Demnach ist ein knappes Drittel der Besitzer von Elektroautos prinzipiell bereit, ihr Fahrzeug auch als Energiespeicher zu nutzen. Das Interesse der Kunden ist also da – doch für den Marktdurchbruch braucht es überzeugende Angebote und belastbares Vertrauen.
Eine Zahl unter idealisierten Annahmen
30 Prozent der Befragten können sich also grundsätzlich vorstellen, bidirektionales Laden zu nutzen. Aus Sicht von U-Scale ist das ein starkes Signal. Aber: Die Befragten haben eine Technologie bewertet, ohne dass ihnen alle technischen, regulatorischen oder finanziellen Rahmenbedingungen bekannt waren.

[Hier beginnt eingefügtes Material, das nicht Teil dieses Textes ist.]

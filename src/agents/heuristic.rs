//! Rule-based agent.
//!
//! Attacks first: every (attacker, target, standing cell) triple is scored
//! as damage dealt weighted by the target's value minus counter damage
//! weighted by the attacker's value, where a target is worth more the more
//! it threatens units that have already acted. Without a worthwhile attack,
//! a random unacted unit moves toward good matchups or strong terrain.

use rustc_hash::FxHashMap;
use tracing::trace;

use crate::core::{Action, Board, GameError, GameRng, Pos, Team, Unit, UnitId};
use crate::game::Player;
use crate::rules::{attack_options, reachable_cells, resolve_damage};

/// Attacks scoring at or below this are not taken.
const MIN_ATTACK_VALUE: i64 = -20;
/// Base worth of an own unit, added to its hp.
const BASE_VALUE_OF_MINE: i64 = 10;
/// Base worth of an enemy, added to its threat.
const BASE_VALUE_OF_ENEMY: i64 = 10;

#[derive(Clone, Debug)]
pub struct HeuristicPlayer {
    rng: GameRng,
}

impl HeuristicPlayer {
    pub fn new(seed: u64) -> Self {
        Self { rng: GameRng::new(seed) }
    }
}

/// Most damage `enemy` could deal to one of the already acted units of the
/// other team.
pub fn threat(board: &Board, enemy: &Unit) -> u32 {
    attack_options(board, enemy)
        .into_iter()
        .filter_map(|(target, cell)| {
            let victim = board.unit(target).filter(|v| v.acted)?;
            Some(u32::from(resolve_damage(board, enemy, victim, cell).dealt))
        })
        .max()
        .unwrap_or(0)
}

/// Score of attacking `target` from `cell`, or `None` if it deals nothing.
pub fn attack_value(board: &Board, unit: &Unit, target: &Unit, cell: Pos, target_threat: u32) -> Option<i64> {
    let damage = resolve_damage(board, unit, target, cell);
    if damage.dealt == 0 {
        return None;
    }
    let enemy_value = BASE_VALUE_OF_ENEMY + i64::from(target_threat);
    let my_value = BASE_VALUE_OF_MINE + i64::from(unit.hp);
    Some(i64::from(damage.dealt) * enemy_value - i64::from(damage.counter) * my_value)
}

fn best_attack(board: &Board, team: Team) -> Option<(Action, i64)> {
    let threats: FxHashMap<UnitId, u32> = board
        .team_units(team.opponent())
        .map(|enemy| (enemy.id, threat(board, enemy)))
        .collect();

    let mut best: Option<(Action, i64)> = None;
    let mut best_value = MIN_ATTACK_VALUE;
    for unit in board.unacted_units(team) {
        for (target_id, cell) in attack_options(board, unit) {
            let Some(target) = board.unit(target_id) else {
                continue;
            };
            let threat = threats.get(&target_id).copied().unwrap_or(0);
            let Some(value) = attack_value(board, unit, target, cell, threat) else {
                continue;
            };
            if value > best_value {
                best_value = value;
                best = Some((Action::attack(team, unit.id, cell, target_id), value));
            }
        }
    }
    best
}

/// Destination for `unit` favouring defense stars and nearby enemies it hits
/// hard. Scanned column by column; the first best cell wins.
fn best_move(board: &Board, unit: &Unit) -> Pos {
    let reachable = reachable_cells(board, unit);
    let enemies: Vec<&Unit> = board.team_units(unit.team.opponent()).collect();
    let mut best = unit.pos;
    let mut best_score = i64::MIN;
    for x in 0..board.width() {
        for y in 0..board.height() {
            let pos = Pos::new(x, y);
            if !reachable.contains(pos) {
                continue;
            }
            let defense = i64::from(board.stars_at(unit.kind, pos));
            for enemy in &enemies {
                let effect = i64::from(unit.kind.attack_power(enemy.kind));
                let dist = i64::from(pos.distance(enemy.pos));
                let score = defense * 5 + effect / (dist + 5);
                if score > best_score {
                    best_score = score;
                    best = pos;
                }
            }
        }
    }
    best
}

impl Player for HeuristicPlayer {
    fn name(&self) -> &str {
        "Heuristic"
    }

    fn make_action(&mut self, board: &Board, team: Team, _turn_start: bool, _game_start: bool) -> Result<Action, GameError> {
        if let Some((action, value)) = best_attack(board, team) {
            trace!(%action, value, "heuristic attack");
            return Ok(action);
        }

        let movers: Vec<&Unit> = board.unacted_units(team).collect();
        let Some(unit) = self.rng.choose(movers.as_slice()) else {
            return Ok(Action::turn_end(team));
        };
        Ok(Action::move_to(team, unit.id, best_move(board, unit)))
    }
}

Damit gelte die Zahl also unter idealisierten Annahmen.
In der Realität dürfte der Anteil geringer ausfallen, heißt es bei U-Scale. "Wenn wir vorsichtig kalkulieren und diesen Wert halbieren, bliebe ein Potenzial von etwa 15 Prozent". Genau hier verlaufe die kritische Schwelle zwischen den Early Adoptern und der Early Majority – also jener Phase, in der sich entscheidet, ob sich eine Innovation langfristig im Markt etabliert.
Anbieter dürften nicht darauf vertrauen, dass sich bidirektionales Laden von allein in großem Stil durchsetzen wird. "Vielmehr müssen sie sehr genau analysieren, welches Angebot funktioniert und welches nicht, wer es nutzt, wer warum nach dem Honeymoon wieder aussteigt und wie der Sprung in den Massenmarkt gelingt", so die Empfehlung der Berater.

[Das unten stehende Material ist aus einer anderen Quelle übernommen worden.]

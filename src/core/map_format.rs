//! Map description text format.
//!
//! ```text
//! SIZEX[6];SIZEY[4];TURNLIMIT[20];HPTHRESHOLD[5];UNITNUMRED[1];UNITNUMBLUE[1];
//! MAP[0,0,0,0,0,0];
//! MAP[0,1,1,3,1,0];
//! MAP[0,1,4,1,1,0];
//! MAP[0,0,0,0,0,0];
//! UNIT[1,1,infantry,0,10,0];
//! UNIT[4,2,panzer,1,10,0];
//! ```
//!
//! Records are `TAG[content]` separated by `;`; line breaks and surrounding
//! whitespace are ignored. `MAP` rows are listed top to bottom (row index is
//! `y`). `UNIT` fields are `x,y,type,team,hp,acted`; unit ids follow the
//! order of the `UNIT` records.

use std::path::Path;

use super::board::Board;
use super::error::MapError;
use super::grid::Pos;
use super::spec::UnitType;
use super::team::{Team, TeamPair};
use super::terrain::Terrain;

struct Header {
    width: Option<usize>,
    height: Option<usize>,
    turn_limit: Option<u32>,
    hp_threshold: Option<u32>,
    unit_num: TeamPair<Option<usize>>,
}

struct UnitRecord {
    pos: Pos,
    kind: UnitType,
    team: Team,
    hp: u8,
    acted: bool,
}

fn split_record(record: &str) -> Result<(&str, &str), MapError> {
    let open = record
        .find('[')
        .ok_or_else(|| MapError::MalformedRecord(record.to_string()))?;
    let content = record[open + 1..]
        .strip_suffix(']')
        .ok_or_else(|| MapError::MalformedRecord(record.to_string()))?;
    Ok((record[..open].trim(), content))
}

fn parse_num<T: std::str::FromStr>(field: &str, value: &str) -> Result<T, MapError> {
    value.trim().parse().map_err(|_| MapError::InvalidNumber {
        field: field.to_string(),
        value: value.trim().to_string(),
    })
}

fn parse_row(content: &str) -> Result<Vec<Terrain>, MapError> {
    content
        .split(',')
        .map(|code| {
            let code: u8 = parse_num("MAP", code)?;
            Terrain::from_code(code).ok_or(MapError::UnknownTerrain(code))
        })
        .collect()
}

fn parse_unit(content: &str) -> Result<UnitRecord, MapError> {
    let fields: Vec<&str> = content.split(',').map(str::trim).collect();
    let [x, y, kind, team, hp, acted] = fields.as_slice() else {
        return Err(MapError::MalformedRecord(format!("UNIT[{content}]")));
    };
    let kind = UnitType::from_name(kind).ok_or_else(|| MapError::UnknownUnitType(kind.to_string()))?;
    let team = parse_num::<usize>("UNIT team", team)
        .ok()
        .and_then(Team::from_index)
        .ok_or_else(|| MapError::InvalidTeam(team.to_string()))?;
    let acted = match *acted {
        "0" | "false" => false,
        "1" | "true" => true,
        other => {
            return Err(MapError::InvalidNumber {
                field: "UNIT acted".to_string(),
                value: other.to_string(),
            })
        }
    };
    Ok(UnitRecord {
        pos: Pos::new(parse_num("UNIT x", x)?, parse_num("UNIT y", y)?),
        kind,
        team,
        hp: parse_num("UNIT hp", hp)?,
        acted,
    })
}

impl Board {
    /// Parse a map description.
    pub fn from_map_str(text: &str) -> Result<Self, MapError> {
        let mut header = Header {
            width: None,
            height: None,
            turn_limit: None,
            hp_threshold: None,
            unit_num: TeamPair::splat(None),
        };
        let mut rows: Vec<Vec<Terrain>> = Vec::new();
        let mut units: Vec<UnitRecord> = Vec::new();

        for record in text.split(';').map(str::trim).filter(|r| !r.is_empty()) {
            let (tag, content) = split_record(record)?;
            match tag.to_ascii_uppercase().as_str() {
                "SIZEX" => header.width = Some(parse_num("SIZEX", content)?),
                "SIZEY" => header.height = Some(parse_num("SIZEY", content)?),
                "TURNLIMIT" => header.turn_limit = Some(parse_num("TURNLIMIT", content)?),
                "HPTHRESHOLD" => header.hp_threshold = Some(parse_num("HPTHRESHOLD", content)?),
                "UNITNUMRED" => header.unit_num[Team::Red] = Some(parse_num("UNITNUMRED", content)?),
                "UNITNUMBLUE" => header.unit_num[Team::Blue] = Some(parse_num("UNITNUMBLUE", content)?),
                "MAP" => rows.push(parse_row(content)?),
                "UNIT" => units.push(parse_unit(content)?),
                _ => return Err(MapError::MalformedRecord(record.to_string())),
            }
        }

        let width = header.width.ok_or(MapError::MissingField("SIZEX"))?;
        let height = header.height.ok_or(MapError::MissingField("SIZEY"))?;
        let turn_limit = header.turn_limit.ok_or(MapError::MissingField("TURNLIMIT"))?;
        let hp_threshold = header.hp_threshold.ok_or(MapError::MissingField("HPTHRESHOLD"))?;
        let declared = TeamPair::new(
            header.unit_num[Team::Red].ok_or(MapError::MissingField("UNITNUMRED"))?,
            header.unit_num[Team::Blue].ok_or(MapError::MissingField("UNITNUMBLUE"))?,
        );

        if rows.len() != height {
            return Err(MapError::RowCount {
                expected: height,
                found: rows.len(),
            });
        }
        if let Some((row, cells)) = rows.iter().enumerate().find(|(_, r)| r.len() != width) {
            return Err(MapError::RowWidth {
                row,
                expected: width,
                found: cells.len(),
            });
        }

        for team in Team::ALL {
            let found = units.iter().filter(|u| u.team == team).count();
            if found > declared[team] {
                return Err(MapError::UnitCountMismatch {
                    team,
                    declared: declared[team],
                    found,
                });
            }
        }

        let mut board = Board::with_terrain(width, height, rows.into_iter().flatten().collect())?
            .with_turn_limit(turn_limit)
            .with_hp_threshold(hp_threshold);
        for unit in units {
            let id = board.spawn_unit(unit.kind, unit.team, unit.pos, unit.hp)?;
            if unit.acted {
                board.set_acted(id, true);
            }
        }
        Ok(board)
    }

    /// Read and parse a map file.
    pub fn from_map_file(path: impl AsRef<Path>) -> Result<Self, MapError> {
        let text = std::fs::read_to_string(path)?;
        Self::from_map_str(&text)
    }

    /// Write the board in map description format.
    ///
    /// Units are written in id order, so loading the result yields the same
    /// ids only when no slot is vacant.
    #[must_use]
    pub fn to_map_string(&self) -> String {
        let mut out = format!(
            "SIZEX[{}];SIZEY[{}];TURNLIMIT[{}];HPTHRESHOLD[{}];UNITNUMRED[{}];UNITNUMBLUE[{}];\n",
            self.width(),
            self.height(),
            self.turn_limit(),
            self.hp_threshold(),
            self.alive_count(Team::Red),
            self.alive_count(Team::Blue),
        );
        for y in 0..self.height() {
            let row: Vec<String> = (0..self.width())
                .map(|x| self.terrain_at(Pos::new(x, y)).code().to_string())
                .collect();
            out.push_str(&format!("MAP[{}];\n", row.join(",")));
        }
        for u in self.units() {
            out.push_str(&format!(
                "UNIT[{},{},{},{},{},{}];\n",
                u.pos.x,
                u.pos.y,
                u.kind,
                u.team.index(),
                u.hp,
                u8::from(u.acted)
            ));
        }
        out
    }
}

#[cfg(test)]
mod tests {
    use super::*;

    const SMALL: &str = "SIZEX[5];SIZEY[4];TURNLIMIT[12];HPTHRESHOLD[3];UNITNUMRED[2];UNITNUMBLUE[1];
        MAP[0,0,0,0,0];
        MAP[0,1,3,1,0];
        MAP[0,5,4,6,0];
        MAP[0,0,0,0,0];
        UNIT[1,1,infantry,0,10,0];
        UNIT[3,1,cannon,0,7,1];
        UNIT[2,2,panzer,1,10,0];";

    #[test]
    fn test_parse_small_map() {
        let board = Board::from_map_str(SMALL).unwrap();

        assert_eq!(board.width(), 5);
        assert_eq!(board.height(), 4);
        assert_eq!(board.turn_limit(), 12);
        assert_eq!(board.hp_threshold(), 3);
        assert_eq!(board.terrain_at(Pos::new(2, 1)), Terrain::Forest);
        assert_eq!(board.terrain_at(Pos::new(3, 2)), Terrain::Castle);
        assert_eq!(board.terrain_at(Pos::new(0, 0)), Terrain::Barrier);

        let cannon = board.unit_at(Pos::new(3, 1)).unwrap();
        assert_eq!(cannon.kind, UnitType::Cannon);
        assert_eq!(cannon.hp, 7);
        assert!(cannon.acted);

        let panzer = board.unit_at(Pos::new(2, 2)).unwrap();
        assert_eq!(panzer.team, Team::Blue);
        assert_eq!(panzer.id.0, 2);
    }

    #[test]
    fn test_roundtrip() {
        let board = Board::from_map_str(SMALL).unwrap();
        let text = board.to_map_string();
        let reparsed = Board::from_map_str(&text).unwrap();
        assert_eq!(board, reparsed);
    }

    #[test]
    fn test_missing_header() {
        let text = "SIZEX[3];SIZEY[1];TURNLIMIT[5];UNITNUMRED[0];UNITNUMBLUE[0];MAP[1,1,1];";
        assert!(matches!(
            Board::from_map_str(text),
            Err(MapError::MissingField("HPTHRESHOLD"))
        ));
    }

    #[test]
    fn test_row_mismatch() {
        let short_row = "SIZEX[3];SIZEY[2];TURNLIMIT[5];HPTHRESHOLD[0];UNITNUMRED[0];UNITNUMBLUE[0];
            MAP[1,1,1];MAP[1,1];";
        assert!(matches!(
            Board::from_map_str(short_row),
            Err(MapError::RowWidth { row: 1, expected: 3, found: 2 })
        ));

        let missing_row = "SIZEX[3];SIZEY[2];TURNLIMIT[5];HPTHRESHOLD[0];UNITNUMRED[0];UNITNUMBLUE[0];
            MAP[1,1,1];";
        assert!(matches!(
            Board::from_map_str(missing_row),
            Err(MapError::RowCount { expected: 2, found: 1 })
        ));
    }

    #[test]
    fn test_bad_records() {
        let header = "SIZEX[2];SIZEY[1];TURNLIMIT[5];HPTHRESHOLD[0];UNITNUMRED[1];UNITNUMBLUE[1];MAP[1,1];";

        let bad_terrain = "SIZEX[2];SIZEY[1];TURNLIMIT[5];HPTHRESHOLD[0];UNITNUMRED[0];UNITNUMBLUE[0];MAP[1,9];";
        assert!(matches!(Board::from_map_str(bad_terrain), Err(MapError::UnknownTerrain(9))));

        let bad_kind = format!("{header}UNIT[0,0,dragon,0,10,0];");
        assert!(matches!(Board::from_map_str(&bad_kind), Err(MapError::UnknownUnitType(_))));

        let bad_team = format!("{header}UNIT[0,0,infantry,2,10,0];");
        assert!(matches!(Board::from_map_str(&bad_team), Err(MapError::InvalidTeam(_))));

        let overlap = format!("{header}UNIT[0,0,infantry,0,10,0];UNIT[0,0,infantry,1,10,0];");
        assert!(matches!(Board::from_map_str(&overlap), Err(MapError::CellOccupied(_))));

        let too_many = format!("{header}UNIT[0,0,infantry,0,10,0];UNIT[1,0,infantry,0,10,0];");
        assert!(matches!(
            Board::from_map_str(&too_many),
            Err(MapError::UnitCountMismatch { team: Team::Red, .. })
        ));

        assert!(matches!(
            Board::from_map_str("SIZEX 3;"),
            Err(MapError::MalformedRecord(_))
        ));
    }
}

Bei V2G liegen die Vorteile vor allem bei Netzbetreibern und Energieversorgern. Damit Fahrer tatsächlich einsteigen, müssen die erwarteten finanziellen Vorteile nennenswert sein. Die Befragten erwarten eine Vergütung, die deutlich über dem Einkaufspreis liegt, lautet die Empfehlung.
Bei V2H profitieren dagegen vor allem die Nutzer selbst. Die Mehrheit ist laut Studie bereit, bis zu 1500 Euro in eine passende Wallbox und die Fahrzeugtechnik zu investieren, um V2H nutzen zu können. Sind die Kosten dafür zu hoch, lohnt sich V2H für die Kunden nicht.